BRIDGEVIEW HEALTH CARE CENTER LTD., AN ILLINOIS CORPORATION, INDIVIDUALLY AND AS THE REPRESENTATIVE OF A CLASS OF SIMILARLY-SITUATED PERSONS, PLAINTIFF,
v.
JERRY CLARK, D/B/A AFFORDABLE DIGITAL HEARING, DEFENDANT.



The opinion of the court was delivered by: Magistrate Judge Maria Valdez

MEMORANDUM OPINION AND ORDER

This matter is before the Court on Defendant's motion pursuant to Rule 56 of the Federal Rules of Civil Procedure for summary judgment [Doc. No. 75]. The parties have consented to the jurisdiction of the United States Magistrate Judge pursuant to 28 U.S.C. § 636(c). For the reasons set forth below, Defendant's motion is denied.

FACTS*fn1

In June of 2006, Defendant Jerry Clark owned and operated Affordable Digital Hearing and was in the business of selling and repairing hearing aids. (LR 56.1(a)(3) ¶ 3, 5-6.) During this time, Caroline Abraham ("Abraham") d/b/a Business to Business Solutions ("B2B") was involved in the facsimile advertising business. (LR 56.1(a)(3) ¶ 53.) Abraham worked with a Romanian company named Macaw. (LR 56.1(a)(3) ¶¶ 54, 57-58.) One of Macaw's salespersons was Kevin Wilson ("Wilson"), Abraham's nephew. (56.1(a)(3) ¶¶ 55-56.) In response to telephone calls from Wilson, Clark hired B2B to send facsimile advertisements for Affordable Digital Hearing. (LR 56.1(b)(3)(c) ¶ 1.) Shortly after Clark decided to hire B2B, he received a facsimile from Wilson entitled "Tell Us What to Write in Your Free Ads." (LR 56.1(a)(3) ¶ 22.) Clark completed and returned the form to Wilson on June 8, 2006. (LR 56.1(a)(3) ¶ 23.) Within a few days, Wilson sent Clark a number of sample advertisements from which Clark could choose. (LR 56.1(a)(3) ¶ 24.) Clark chose one of the samples and made handwritten changes to the advertisement. (LR 56.1(a)(3) ¶ 25.)

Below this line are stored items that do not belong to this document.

//! Tool registration, binding, and invocation with context injection

use super::{DispatchError, ToolError, ToolHandler, ToolOutput};
use crate::context::SharedContext;
use crate::llm::ToolDefinition;
use crate::session::Participant;
use serde_json::{Map, Value};
use std::sync::{Arc, PoisonError, RwLock};

type ContextSlot = Arc<RwLock<Option<SharedContext>>>;

/// A registered tool
pub struct ToolDescriptor {
    pub name: String,
    pub description: String,
    pub handler: ToolHandler,
}

/// Registry of tools for one session, holding the session's current context.
///
/// Proposing participants receive only [`ToolDefinition`]s. The executor
/// receives [`BoundTool`]s, which look the context up at invocation time,
/// so `set_context` takes effect for tools that were bound earlier.
pub struct ToolDispatcher {
    tools: Vec<Arc<ToolDescriptor>>,
    context: ContextSlot,
}

impl Default for ToolDispatcher {
    fn default() -> Self {
        Self::new()
    }
}

impl ToolDispatcher {
    pub fn new() -> Self {
        Self {
            tools: Vec::new(),
            context: Arc::new(RwLock::new(None)),
        }
    }

    pub fn register(
        &mut self,
        name: impl Into<String>,
        description: impl Into<String>,
        handler: ToolHandler,
    ) -> Result<(), DispatchError> {
        let name = name.into();
        if self.tools.iter().any(|t| t.name == name) {
            return Err(DispatchError::DuplicateTool { name });
        }
        self.tools.push(Arc::new(ToolDescriptor {
            name,
            description: description.into(),
            handler,
        }));
        Ok(())
    }

    /// Register under the tool's own name and description
    pub fn register_handler(&mut self, handler: ToolHandler) -> Result<(), DispatchError> {
        let name = handler.name().to_string();
        let description = handler.description();
        self.register(name, description, handler)
    }

    pub fn set_context(&self, ctx: SharedContext) {
        *self.context.write().unwrap_or_else(PoisonError::into_inner) = Some(ctx);
    }

    pub fn get_context(&self) -> Option<SharedContext> {
        self.context
            .read()
            .unwrap_or_else(PoisonError::into_inner)
            .clone()
    }

    pub fn is_empty(&self) -> bool {
        self.tools.is_empty()
    }

    pub fn names(&self) -> Vec<&str> {
        self.tools.iter().map(|t| t.name.as_str()).collect()
    }

    /// Schema-visible view for proposing participants
    pub fn definitions(&self) -> Vec<ToolDefinition> {
        self.tools.iter().map(|t| t.definition()).collect()
    }

    /// Invocable view for the executor
    pub fn bound_tools(&self) -> Vec<BoundTool> {
        self.tools
            .iter()
            .map(|descriptor| BoundTool {
                descriptor: descriptor.clone(),
                context: descriptor
                    .handler
                    .consumes_context()
                    .then(|| self.context.clone()),
            })
            .collect()
    }

    /// Let `participant` propose every tool and `executor` run them
    pub fn bind(&self, participant: &mut Participant, executor: &mut Participant) {
        participant.offer_tools(self.definitions());
        executor.equip_tools(self.bound_tools());
    }

    /// Bind for a participant that both proposes and executes
    pub fn bind_solo(&self, participant: &mut Participant) {
        participant.offer_tools(self.definitions());
        participant.equip_tools(self.bound_tools());
    }
}

/// Executor-side handle to a tool
#[derive(Clone)]
pub struct BoundTool {
    descriptor: Arc<ToolDescriptor>,
    /// Present only for context-aware tools
    context: Option<ContextSlot>,
}

impl BoundTool {
    pub fn name(&self) -> &str {
        &self.descriptor.name
    }

    pub fn definition(&self) -> ToolDefinition {
        self.descriptor.definition()
    }

    /// Reject argument sets that don't fit the declared parameters
    pub fn check_arity(&self, input: &Value) -> Result<(), DispatchError> {
        let params = self.descriptor.handler.parameters();
        let required = params.iter().filter(|p| p.required).count();

        let empty = Map::new();
        let (args, malformed) = match input {
            Value::Object(map) => (map, false),
            Value::Null => (&empty, false),
            _ => (&empty, true),
        };

        let unknown = args
            .keys()
            .any(|key| !params.iter().any(|p| p.name == key.as_str()));
        let missing = params
            .iter()
            .any(|p| p.required && !args.contains_key(p.name));

        if malformed || unknown || missing {
            let expected = if required == params.len() {
                required.to_string()
            } else {
                format!("{required}..={}", params.len())
            };
            return Err(DispatchError::ArityMismatch {
                tool: self.descriptor.name.clone(),
                expected,
                got: if malformed { 1 } else { args.len() },
            });
        }
        Ok(())
    }

    pub async fn invoke(&self, input: Value) -> Result<ToolOutput, ToolError> {
        self.check_arity(&input)?;
        let input = if input.is_null() {
            Value::Object(Map::new())
        } else {
            input
        };

        match &self.descriptor.handler {
            ToolHandler::Plain(tool) => tool.run(input).await,
            ToolHandler::WithContext(tool) => {
                let ctx = self
                    .context
                    .as_ref()
                    .and_then(|slot| slot.read().unwrap_or_else(PoisonError::into_inner).clone())
                    .ok_or_else(|| DispatchError::MissingContext {
                        tool: self.descriptor.name.clone(),
                    })?;
                tool.run(input, ctx).await
            }
        }
    }
}
//! Tools exposed to session participants
//!
//! A tool is either a plain [`Tool`] or a [`ContextAwareTool`] that also
//! receives the session's [`SharedContext`]. The capability is part of the
//! type, so the dispatcher branches on the trait rather than inspecting
//! argument lists, and the context never appears in an advertised schema.

mod approval;
mod delegate;
mod dispatcher;
mod error;
mod reply;

pub use approval::{ApprovalGate, AskForApprovalTool};
pub use delegate::DelegateTaskTool;
pub use dispatcher::{BoundTool, ToolDescriptor, ToolDispatcher};
pub use error::{DispatchError, ToolError};
pub use reply::{ReplyPayload, ReplyToClientTool};

use crate::context::SharedContext;
use crate::llm::ToolDefinition;
use async_trait::async_trait;
use serde::{Deserialize, Serialize};
use serde_json::{json, Map, Value};
use std::sync::Arc;

/// What the conversation should do after a tool result is appended
#[derive(Debug, Clone, Copy, PartialEq, Eq, Serialize, Deserialize, Default)]
#[serde(rename_all = "snake_case")]
pub enum Disposition {
    #[default]
    Continue,
    /// Wait for the client's next message
    Pause,
    /// The result is the session's terminal message
    Terminate,
}

/// Result from tool execution
#[derive(Debug, Clone, Serialize, Deserialize)]
pub struct ToolOutput {
    pub success: bool,
    pub output: String,
    #[serde(default)]
    pub disposition: Disposition,
}

impl ToolOutput {
    pub fn success(output: impl Into<String>) -> Self {
        Self {
            success: true,
            output: output.into(),
            disposition: Disposition::Continue,
        }
    }

    /// Business-level failure, shown to participants so they can react
    pub fn error(message: impl Into<String>) -> Self {
        Self {
            success: false,
            output: message.into(),
            disposition: Disposition::Continue,
        }
    }

    #[must_use]
    pub fn with_disposition(mut self, disposition: Disposition) -> Self {
        self.disposition = disposition;
        self
    }
}

/// JSON type of a declared parameter
#[derive(Debug, Clone, Copy, PartialEq, Eq)]
pub enum ParamKind {
    String,
    Boolean,
    Integer,
    Number,
    Object,
    Array,
}

impl ParamKind {
    fn json_type(self) -> &'static str {
        match self {
            ParamKind::String => "string",
            ParamKind::Boolean => "boolean",
            ParamKind::Integer => "integer",
            ParamKind::Number => "number",
            ParamKind::Object => "object",
            ParamKind::Array => "array",
        }
    }
}

/// One declared tool parameter
#[derive(Debug, Clone, PartialEq, Eq)]
pub struct ToolParam {
    pub name: &'static str,
    pub description: &'static str,
    pub kind: ParamKind,
    pub required: bool,
}

impl ToolParam {
    pub fn required(name: &'static str, kind: ParamKind, description: &'static str) -> Self {
        Self {
            name,
            description,
            kind,
            required: true,
        }
    }

    pub fn optional(name: &'static str, kind: ParamKind, description: &'static str) -> Self {
        Self {
            name,
            description,
            kind,
            required: false,
        }
    }
}

/// JSON schema for a parameter list
pub fn input_schema(params: &[ToolParam]) -> Value {
    let mut properties = Map::new();
    for param in params {
        properties.insert(
            param.name.to_string(),
            json!({
                "type": param.kind.json_type(),
                "description": param.description,
            }),
        );
    }
    let required: Vec<&str> = params
        .iter()
        .filter(|p| p.required)
        .map(|p| p.name)
        .collect();

    json!({
        "type": "object",
        "required": required,
        "properties": properties,
    })
}

/// Tool that needs nothing but its arguments
#[async_trait]
pub trait Tool: Send + Sync {
    /// Tool name
    fn name(&self) -> &str;

    /// Tool description for LLM
    fn description(&self) -> String;

    /// Declared parameters; the advertised schema is derived from these
    fn parameters(&self) -> Vec<ToolParam>;

    async fn run(&self, input: Value) -> Result<ToolOutput, ToolError>;
}

/// Tool that also receives the session's shared context
#[async_trait]
pub trait ContextAwareTool: Send + Sync {
    fn name(&self) -> &str;

    fn description(&self) -> String;

    /// Declared parameters, excluding the injected context
    fn parameters(&self) -> Vec<ToolParam>;

    async fn run(&self, input: Value, ctx: SharedContext) -> Result<ToolOutput, ToolError>;
}

/// A registered callable, tagged by capability
#[derive(Clone)]
pub enum ToolHandler {
    Plain(Arc<dyn Tool>),
    WithContext(Arc<dyn ContextAwareTool>),
}

impl ToolHandler {
    pub fn plain(tool: impl Tool + 'static) -> Self {
        ToolHandler::Plain(Arc::new(tool))
    }

    pub fn with_context(tool: impl ContextAwareTool + 'static) -> Self {
        ToolHandler::WithContext(Arc::new(tool))
    }

    pub fn name(&self) -> &str {
        match self {
            ToolHandler::Plain(tool) => tool.name(),
            ToolHandler::WithContext(tool) => tool.name(),
        }
    }

    pub fn description(&self) -> String {
        match self {
            ToolHandler::Plain(tool) => tool.description(),
            ToolHandler::WithContext(tool) => tool.description(),
        }
    }

    pub fn parameters(&self) -> Vec<ToolParam> {
        match self {
            ToolHandler::Plain(tool) => tool.parameters(),
            ToolHandler::WithContext(tool) => tool.parameters(),
        }
    }

    pub fn consumes_context(&self) -> bool {
        matches!(self, ToolHandler::WithContext(_))
    }
}

/// Named tools available to session blueprints
#[derive(Clone, Default)]
pub struct ToolCatalog {
    tools: Vec<ToolHandler>,
}

impl ToolCatalog {
    pub fn new() -> Self {
        Self::default()
    }

    /// Add a tool, replacing any earlier tool of the same name
    pub fn insert(&mut self, handler: ToolHandler) {
        self.tools.retain(|t| t.name() != handler.name());
        self.tools.push(handler);
    }

    pub fn get(&self, name: &str) -> Option<&ToolHandler> {
        self.tools.iter().find(|t| t.name() == name)
    }

    pub fn names(&self) -> Vec<&str> {
        self.tools.iter().map(ToolHandler::name).collect()
    }

    /// Build a fresh dispatcher holding the named tools
    pub fn dispatcher_for(&self, names: &[String]) -> Result<ToolDispatcher, DispatchError> {
        let mut dispatcher = ToolDispatcher::new();
        for name in names {
            let handler = self
                .get(name)
                .ok_or_else(|| DispatchError::UnknownTool { name: name.clone() })?;
            dispatcher.register(name.clone(), handler.description(), handler.clone())?;
        }
        Ok(dispatcher)
    }
}

impl ToolDescriptor {
    /// Definition advertised to proposing participants
    pub fn definition(&self) -> ToolDefinition {
        ToolDefinition {
            name: self.name.clone(),
            description: self.description.clone(),
            input_schema: input_schema(&self.handler.parameters()),
        }
    }
}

On June 26, Clark provided B2B with more advertising information to be included on the advertisement: "Will Repair Any Brand Hearing Aid $139, no shipping, six-month warranty." (LR 56.1(b)(3)(c) ¶ 4.) One day later, Clark requested that the advertisement include the words "Toll Free" before Affordable Digital Hearing's phone number, and approved the advertisement. (LR 56.1(b)(3)(c) ¶ 6.) That same day, Clark faxed a check to B2B for $279.20. (LR 56.1(a)(3) ¶ 28.) Shortly thereafter, B2B constructed a records database for Defendant of 7,433 potential recipients. (LR 56.1(b)(3)(c) ¶ 17.) Then, according to Abraham, B2B sent 6,112 advertisements for Defendant. (LR 56.1(b)(3)(c) ¶ 18.) B2B's computer records show 4,849 successful transmissions to 4,849 unique fax numbers on June 27 and June 28, 2006. (LR 56.1(b)(3)(c) ¶ 21.) The B2B documents list includes a single successful transmission to Plaintiff's fax number 708-594-7934. (LR 56.1(b)(3)(c) ¶ 25.) Marshall Mauer, Plaintiff's director, shareholder, secretary and treasurer, was not present when the facsimile at issue was received, and has no knowledge concerning the receipt of the facsimile. (LR 56.1(a)(3) ¶¶ 40, 42.) Martha Peck, the person Plaintiff identified as physically receiving the facsimile at issue, does not know if Plaintiff received the facsimile. (LR 56.1(a)(3) ¶¶ 46, 51.)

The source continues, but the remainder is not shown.